The advantages claimed for this instrument are that it gives at once, without any calculation, the mean temperature of a definite depth of soil, for which we now use at least three thermometers, while it gives in addition the maximum and minimum temperatures, and need only be read once a day instead of three times, as at present. * *

*

Thermometers can be made, of course, with bulbs longer or shorter than the one described. We adopted the length of 6 inches placed 3 inches below the surface, as in our experience that represents a layer of soil in which most of the roots of the cotton plants are contained. We expect to distribute a number of these instruments through the

* * *

State [South Carolina] and have records kept for us near signal-service stations in our typical soils- -a method which could hardly have been arranged with the old form. The great trouble about the instrument is the danger in transportation of having the index get down in the mercury column. For this reason it has to be transported in a box on gimbals to swing freely within a larger box, so that it will always remain upright. We had such a box made, capable of carrying eight or ten instruments.
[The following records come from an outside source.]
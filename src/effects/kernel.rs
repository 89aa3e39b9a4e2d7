use crate::foundation::error::{WincompError, WincompResult};

/// Largest shadow radius a [`GaussianMap`] is built for.
pub const MAX_SHADOW_RADIUS: u32 = 256;

/// Square, normalized Gaussian convolution map with a summed-area table.
///
/// `rsum[y * size + x]` holds the sum of all weights from `(0, 0)` to `(x, y)` inclusive, so
/// any axis-aligned window of the map sums in constant time.
#[derive(Clone, Debug)]
pub struct GaussianMap {
    size: i32,
    data: Vec<f64>,
    rsum: Vec<f64>,
}

impl GaussianMap {
    /// Build the `(2r+1)²` map for `radius`. Radius 0 yields the sharp 1×1 kernel.
    pub fn new(radius: u32) -> WincompResult<Self> {
        let too_large =
            || WincompError::validation(format!("shadow radius {radius} exceeds {MAX_SHADOW_RADIUS}"));
        if radius > MAX_SHADOW_RADIUS {
            return Err(too_large());
        }
        let r = f64::from(radius);
        let size = i32::try_from(radius)
            .ok()
            .and_then(|r| r.checked_mul(2))
            .and_then(|d| d.checked_add(1))
            .ok_or_else(too_large)?;
        let center = size / 2;
        let cells = usize::try_from(size)
            .ok()
            .and_then(|s| s.checked_mul(s))
            .ok_or_else(too_large)?;
        let mut data = Vec::with_capacity(cells);
        for y in 0..size {
            for x in 0..size {
                data.push(gaussian(r, f64::from(x - center), f64::from(y - center)));
            }
        }
        let total: f64 = data.iter().sum();
        for v in &mut data {
            *v /= total;
        }
        let rsum = summed_area(&data, size);
        Ok(Self { size, data, rsum })
    }

    /// Side length (`2r + 1`).
    pub fn size(&self) -> i32 {
        self.size
    }

    /// Kernel radius.
    pub fn radius(&self) -> i32 {
        self.size / 2
    }

    /// Row-major normalized weights.
    pub fn weights(&self) -> &[f64] {
        &self.data
    }

    /// Sum of the weights inside the `width × height` window whose top-left is `(x, y)`,
    /// clipped to the map.
    pub fn sum_kernel(&self, x: i32, y: i32, width: i32, height: i32) -> f64 {
        let d = self.size;
        let xstart = x.max(0);
        let xend = (x + width).min(d);
        let ystart = y.max(0);
        let yend = (y + height).min(d);
        if xend <= xstart || yend <= ystart {
            return 0.0;
        }
        let at = |xx: i32, yy: i32| self.rsum[(yy * d + xx) as usize];
        let v1 = if xstart > 0 { at(xstart - 1, yend - 1) } else { 0.0 };
        let v2 = if ystart > 0 { at(xend - 1, ystart - 1) } else { 0.0 };
        let v3 = if xstart > 0 && ystart > 0 {
            at(xstart - 1, ystart - 1)
        } else {
            0.0
        };
        at(xend - 1, yend - 1) - v1 - v2 + v3
    }

    /// [`GaussianMap::sum_kernel`] clamped to `[0, 1]`.
    pub fn sum_kernel_normalized(&self, x: i32, y: i32, width: i32, height: i32) -> f64 {
        self.sum_kernel(x, y, width, height).clamp(0.0, 1.0)
    }

    fn corner(&self, x: i32, y: i32) -> f64 {
        self.rsum[(y * self.size + x) as usize]
    }
}

fn gaussian(r: f64, x: f64, y: f64) -> f64 {
    if r == 0.0 {
        return 1.0;
    }
    (-0.5 * (x * x + y * y) / (r * r)).exp() / (2.0 * std::f64::consts::PI * r * r)
}

fn summed_area(data: &[f64], d: i32) -> Vec<f64> {
    let d = d as usize;
    let mut sum = vec![0.0; d * d];
    sum[0] = data[0];
    for x in 1..d {
        sum[x] = sum[x - 1] + data[x];
    }
    for y in 1..d {
        sum[y * d] = sum[(y - 1) * d] + data[y * d];
        for x in 1..d {
            sum[y * d + x] = sum[(y - 1) * d + x] + sum[y * d + x - 1]
                - sum[(y - 1) * d + x - 1]
                + data[y * d + x];
        }
    }
    sum
}

/// 8-bit shadow alpha mask, `(w + 2r) × (h + 2r)`, tightly packed.
#[derive(Clone, Debug, PartialEq, Eq)]
pub struct ShadowMask {
    /// Window width plus twice the radius.
    pub width: i32,
    /// Window height plus twice the radius.
    pub height: i32,
    /// One alpha byte per pixel.
    pub data: Vec<u8>,
}

impl ShadowMask {
    /// Alpha at `(x, y)`.
    pub fn at(&self, x: i32, y: i32) -> u8 {
        self.data[(y * self.width + x) as usize]
    }

    fn set(&mut self, x: i32, y: i32, v: f64) {
        self.data[(y * self.width + x) as usize] = v as u8;
    }
}

/// Compute the shadow mask of a `width × height` window.
///
/// The mask is split into four corners, four edges and the body: corners read the summed-area
/// table directly, edges repeat one value per row/column and the body is fully covered. Windows
/// narrower or shorter than the kernel are convolved directly instead.
pub fn make_shadow(
    map: &GaussianMap,
    opacity: f64,
    width: i32,
    height: i32,
) -> WincompResult<ShadowMask> {
    if width <= 0 || height <= 0 {
        return Err(WincompError::validation(format!(
            "shadow of empty window {width}x{height}"
        )));
    }
    let d = map.size();
    let r = map.radius();
    let swidth = width + r * 2;
    let sheight = height + r * 2;
    let scale = opacity.clamp(0.0, 1.0) * 255.0;
    let mut mask = ShadowMask {
        width: swidth,
        height: sheight,
        data: vec![0; (swidth * sheight) as usize],
    };

    if width < r * 2 && height < r * 2 {
        for y in 0..sheight {
            for x in 0..swidth {
                let sum = map.sum_kernel_normalized(d - x - 1, d - y - 1, width, height);
                mask.set(x, y, sum * scale);
            }
        }
        return Ok(mask);
    }

    if height < r * 2 {
        for y in 0..sheight {
            for x in 0..r * 2 {
                let sum = map.sum_kernel_normalized(d - x - 1, d - y - 1, d, height) * scale;
                mask.set(x, y, sum);
                mask.set(swidth - x - 1, y, sum);
            }
            let sum = map.sum_kernel_normalized(0, d - y - 1, d, height) * scale;
            for x in r * 2..width {
                mask.set(x, y, sum);
            }
        }
        return Ok(mask);
    }

    if width < r * 2 {
        for y in 0..r * 2 {
            for x in 0..swidth {
                let sum = map.sum_kernel_normalized(d - x - 1, d - y - 1, width, d) * scale;
                mask.set(x, y, sum);
                mask.set(x, sheight - y - 1, sum);
            }
        }
        for x in 0..swidth {
            let sum = map.sum_kernel_normalized(d - x - 1, 0, width, d) * scale;
            for y in r * 2..height {
                mask.set(x, y, sum);
            }
        }
        return Ok(mask);
    }

    // body
    for y in r..height + r {
        for x in r..width + r {
            mask.set(x, y, scale);
        }
    }

    // corners
    for y in 0..r * 2 {
        for x in 0..r * 2 {
            let v = map.corner(x, y) * scale;
            mask.set(x, y, v);
            mask.set(x, sheight - y - 1, v);
            mask.set(swidth - x - 1, sheight - y - 1, v);
            mask.set(swidth - x - 1, y, v);
        }
    }

    // top and bottom edges
    for y in 0..r * 2 {
        let v = map.corner(d - 1, y) * scale;
        for x in r * 2..width {
            mask.set(x, y, v);
            mask.set(x, sheight - y - 1, v);
        }
    }

    // left and right edges
    for x in 0..r * 2 {
        let v = map.corner(x, d - 1) * scale;
        for y in r * 2..height {
            mask.set(x, y, v);
            mask.set(swidth - x - 1, y, v);
        }
    }

    Ok(mask)
}

#[cfg(test)]
#[path = "../../tests/unit/effects/kernel.rs"]
mod tests;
From experiments at Houghton Farm (Agr. Sci., Vol. II, p. 50) F. E. Emory finds that the thermoelectric couple and galvanometer, as used by Becquerel, consumed much time and was frequently useless owing to atmospheric electricity and ground currents. Short-stem graduated thermometers, with bulbs immersed in oil and fastened at the lower end of a light wooden rod, gave good results when the temperature at the thermometer was not warmer than that of the overlying soil or the atmosphere; otherwise a circulation of air takes place. He finds that the telethermometer, giving a continuous record, answers his needs, but we know nothing of its accuracy.

T. C. Mendenhall (1885) describes a modified form of thermometer for observing the temperature of the soil at any depth, which he calls the “differential resistance thermometer." Experiments with this instrument at Washington, D. C., have shown him that it is much less troublesome than Becquerel's electric method, but still too troublesome to be recommended to any but persons accustomed to electric measurements. Mendenhall's arrangement consists essentially in utilizing the varying resistance of a platinum wire which extends from the upper end of an ordinary mercurial thermometer down into its bulb. The total resistance diminishes as the temperature rises and allows the current to flow through less platinum but more mercury. The changes in the resistance are measured by the galvanometer, but he hopes to substitute for this the telephone, which will make the apparatus more convenient for general use.

[It is desirable that Mendenhall's method, or Becquerel's, or the thermophone be provided in connection with the ordinary buried longstem thermometers in order that by an annual or more frequent set of comparative observations the changes in the zero point of ordinary thermometers may be detected.—C. A.]